> [Task to complete]
The records that follow are to be reproduced verbatim.

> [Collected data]
......

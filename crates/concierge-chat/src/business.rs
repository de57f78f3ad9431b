//! Everything the engine needs to answer for one business.

use std::cmp::Reverse;

use concierge_core::{BusinessProfile, KnowledgeEntry};
use concierge_retrieval::KnowledgeBase;

/// Immutable per-business state shared across requests.
#[derive(Debug, Clone)]
pub struct BusinessContext {
    pub profile: BusinessProfile,
    /// Active entries, highest priority first, with their index.
    pub knowledge: KnowledgeBase,
    /// First system message of every generator prompt.
    pub system_instructions: String,
    /// Sent with the first reply of a new conversation.
    pub initial_greeting: String,
    /// Whether replies carry follow-up prompts for the customer.
    pub show_suggestions: bool,
}

impl BusinessContext {
    /// Build a context from raw entries.
    ///
    /// Inactive entries are dropped and the rest ordered by priority,
    /// highest first, keeping the given order among equal priorities. Blank
    /// prompt or greeting overrides fall back to the defaults.
    pub fn new(
        profile: BusinessProfile,
        entries: Vec<KnowledgeEntry>,
        system_prompt: Option<&str>,
        greeting: Option<&str>,
    ) -> Self {
        let mut entries: Vec<KnowledgeEntry> = entries.into_iter().filter(|e| e.active).collect();
        entries.sort_by_key(|e| Reverse(e.priority));

        let system_instructions = non_blank(system_prompt)
            .map(str::to_string)
            .unwrap_or_else(|| default_system_prompt(&profile));
        let initial_greeting = non_blank(greeting)
            .map(str::to_string)
            .unwrap_or_else(|| default_greeting(&profile.name));

        Self {
            profile,
            knowledge: KnowledgeBase::new(entries),
            system_instructions,
            initial_greeting,
            show_suggestions: true,
        }
    }

    /// Display name, or a neutral stand-in when the profile has none.
    pub fn display_name(&self) -> &str {
        match self.profile.name.trim() {
            "" => "our business",
            name => name,
        }
    }
}

fn non_blank(value: Option<&str>) -> Option<&str> {
    value.filter(|s| !s.trim().is_empty())
}

/// Greeting used when a business has not configured one.
pub fn default_greeting(name: &str) -> String {
    format!("Welcome to {}! How can we assist you today?", name)
}

/// System instructions used when a business has not configured its own.
pub fn default_system_prompt(profile: &BusinessProfile) -> String {
    let or_na = |v: &Option<String>| {
        v.as_deref()
            .filter(|s| !s.trim().is_empty())
            .unwrap_or("N/A")
            .to_string()
    };
    let name = if profile.name.trim().is_empty() {
        "this business"
    } else {
        profile.name.as_str()
    };

    format!(
        "You are a virtual assistant for {name}.\n\
Your goal is to guide customers, answer their questions accurately, and help them solve problems in a simple and professional manner.\n\
\n\
Guidelines:\n\
- Always use information from the knowledge base when it is relevant.\n\
- Do not mention AI, databases, or internal systems.\n\
- Keep answers clear, short, and easy to follow.\n\
- If you are unsure, say so politely and offer to connect the customer with the team.\n\
- Be professional and friendly. Avoid slang and jargon.\n\
\n\
Business details:\n\
- Name: {name}\n\
- Location: {location}\n\
- Type: {kind}\n\
- Specialization: {specialization}",
        name = name,
        location = or_na(&profile.location),
        kind = or_na(&profile.kind),
        specialization = or_na(&profile.specialization),
    )
}
use thiserror::Error;

/// Top-level error type for the Concierge system.
///
/// Subsystem crates define their own error types and implement
/// `From<ConciergeError>` so that the `?` operator works across crate
/// boundaries.
#[derive(Debug, Error)]
#[non_exhaustive]
pub enum ConciergeError {
    #[error("Configuration error: {0}")]
    Config(String),

    #[error("I/O error: {0}")]
    Io(#[from] std::io::Error),

    #[error("Serialization error: {0}")]
    Serialization(String),
}

impl From<toml::de::Error> for ConciergeError {
    fn from(err: toml::de::Error) -> Self {
        ConciergeError::Config(err.to_string())
    }
}

impl From<toml::ser::Error> for ConciergeError {
    fn from(err: toml::ser::Error) -> Self {
        ConciergeError::Config(err.to_string())
    }
}

impl From<serde_json::Error> for ConciergeError {
    fn from(err: serde_json::Error) -> Self {
        ConciergeError::Serialization(err.to_string())
    }
}

/// A specialized `Result` type for Concierge operations.
pub type Result<T> = std::result::Result<T, ConciergeError>;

......

> [Expected output]
filename crates/concierge-chat/src/business.rs
repository de57f78f3ad9431b
//! Everything the engine needs to answer for one business.

use std::cmp::Reverse;

use concierge_core::{BusinessProfile, KnowledgeEntry};
use concierge_retrieval::KnowledgeBase;

/// Immutable per-business state shared across requests.
#[derive(Debug, Clone)]
pub struct BusinessContext {
    pub profile: BusinessProfile,
    /// Active entries, highest priority first, with their index.
    pub knowledge: KnowledgeBase,
    /// First system message of every generator prompt.
    pub system_instructions: String,
    /// Sent with the first reply of a new conversation.
    pub initial_greeting: String,
    /// Whether replies carry follow-up prompts for the customer.
    pub show_suggestions: bool,
}

impl BusinessContext {
    /// Build a context from raw entries.
    ///
    /// Inactive entries are dropped and the rest ordered by priority,
    /// highest first, keeping the given order among equal priorities. Blank
    /// prompt or greeting overrides fall back to the defaults.
    pub fn new(
        profile: BusinessProfile,
        entries: Vec<KnowledgeEntry>,
        system_prompt: Option<&str>,
        greeting: Option<&str>,
    ) -> Self {
        let mut entries: Vec<KnowledgeEntry> = entries.into_iter().filter(|e| e.active).collect();
        entries.sort_by_key(|e| Reverse(e.priority));

        let system_instructions = non_blank(system_prompt)
            .map(str::to_string)
            .unwrap_or_else(|| default_system_prompt(&profile));
        let initial_greeting = non_blank(greeting)
            .map(str::to_string)
            .unwrap_or_else(|| default_greeting(&profile.name));

        Self {
            profile,
            knowledge: KnowledgeBase::new(entries),
            system_instructions,
            initial_greeting,
            show_suggestions: true,
        }
    }

    /// Display name, or a neutral stand-in when the profile has none.
    pub fn display_name(&self) -> &str {
        match self.profile.name.trim() {
            "" => "our business",
            name => name,
        }
    }
}

fn non_blank(value: Option<&str>) -> Option<&str> {
    value.filter(|s| !s.trim().is_empty())
}

/// Greeting used when a business has not configured one.
pub fn default_greeting(name: &str) -> String {
    format!("Welcome to {}! How can we assist you today?", name)
}

/// System instructions used when a business has not configured its own.
pub fn default_system_prompt(profile: &BusinessProfile) -> String {
    let or_na = |v: &Option<String>| {
        v.as_deref()
            .filter(|s| !s.trim().is_empty())
            .unwrap_or("N/A")
            .to_string()
    };
    let name = if profile.name.trim().is_empty() {
        "this business"
    } else {
        profile.name.as_str()
    };

    format!(
        "You are a virtual assistant for {name}.\n\
Your goal is to guide customers, answer their questions accurately, and help them solve problems in a simple and professional manner.\n\
\n\
Guidelines:\n\
- Always use information from the knowledge base when it is relevant.\n\
- Do not mention AI, databases, or internal systems.\n\
- Keep answers clear, short, and easy to follow.\n\
- If you are unsure, say so politely and offer to connect the customer with the team.\n\
- Be professional and friendly. Avoid slang and jargon.\n\
\n\
Business details:\n\
- Name: {name}\n\
- Location: {location}\n\
- Type: {kind}\n\
- Specialization: {specialization}",
        name = name,
        location = or_na(&profile.location),
        kind = or_na(&profile.kind),
        specialization = or_na(&profile.specialization),
    )
}
use thiserror::Error;

/// Top-level error type for the Concierge system.
///
/// Subsystem crates define their own error types and implement
/// `From<ConciergeError>` so that the `?` operator works across crate
/// boundaries.
#[derive(Debug, Error)]
#[non_exhaustive]
pub enum ConciergeError {
    #[error("Configuration error: {0}")]
    Config(String),

    #[error("I/O error: {0}")]
    Io(#[from] std::io::Error),

    #[error("Serialization error: {0}")]
    Serialization(String),
}

impl From<toml::de::Error> for ConciergeError {
    fn from(err: toml::de::Error) -> Self {
        ConciergeError::Config(err.to_string())
    }
}

impl From<toml::ser::Error> for ConciergeError {
    fn from(err: toml::ser::Error) -> Self {
        ConciergeError::Config(err.to_string())
    }
}

impl From<serde_json::Error> for ConciergeError {
    fn from(err: serde_json::Error) -> Self {
        ConciergeError::Serialization(err.to_string())
    }
}

/// A specialized `Result` type for Concierge operations.
pub type Result<T> = std::result::Result<T, ConciergeError>;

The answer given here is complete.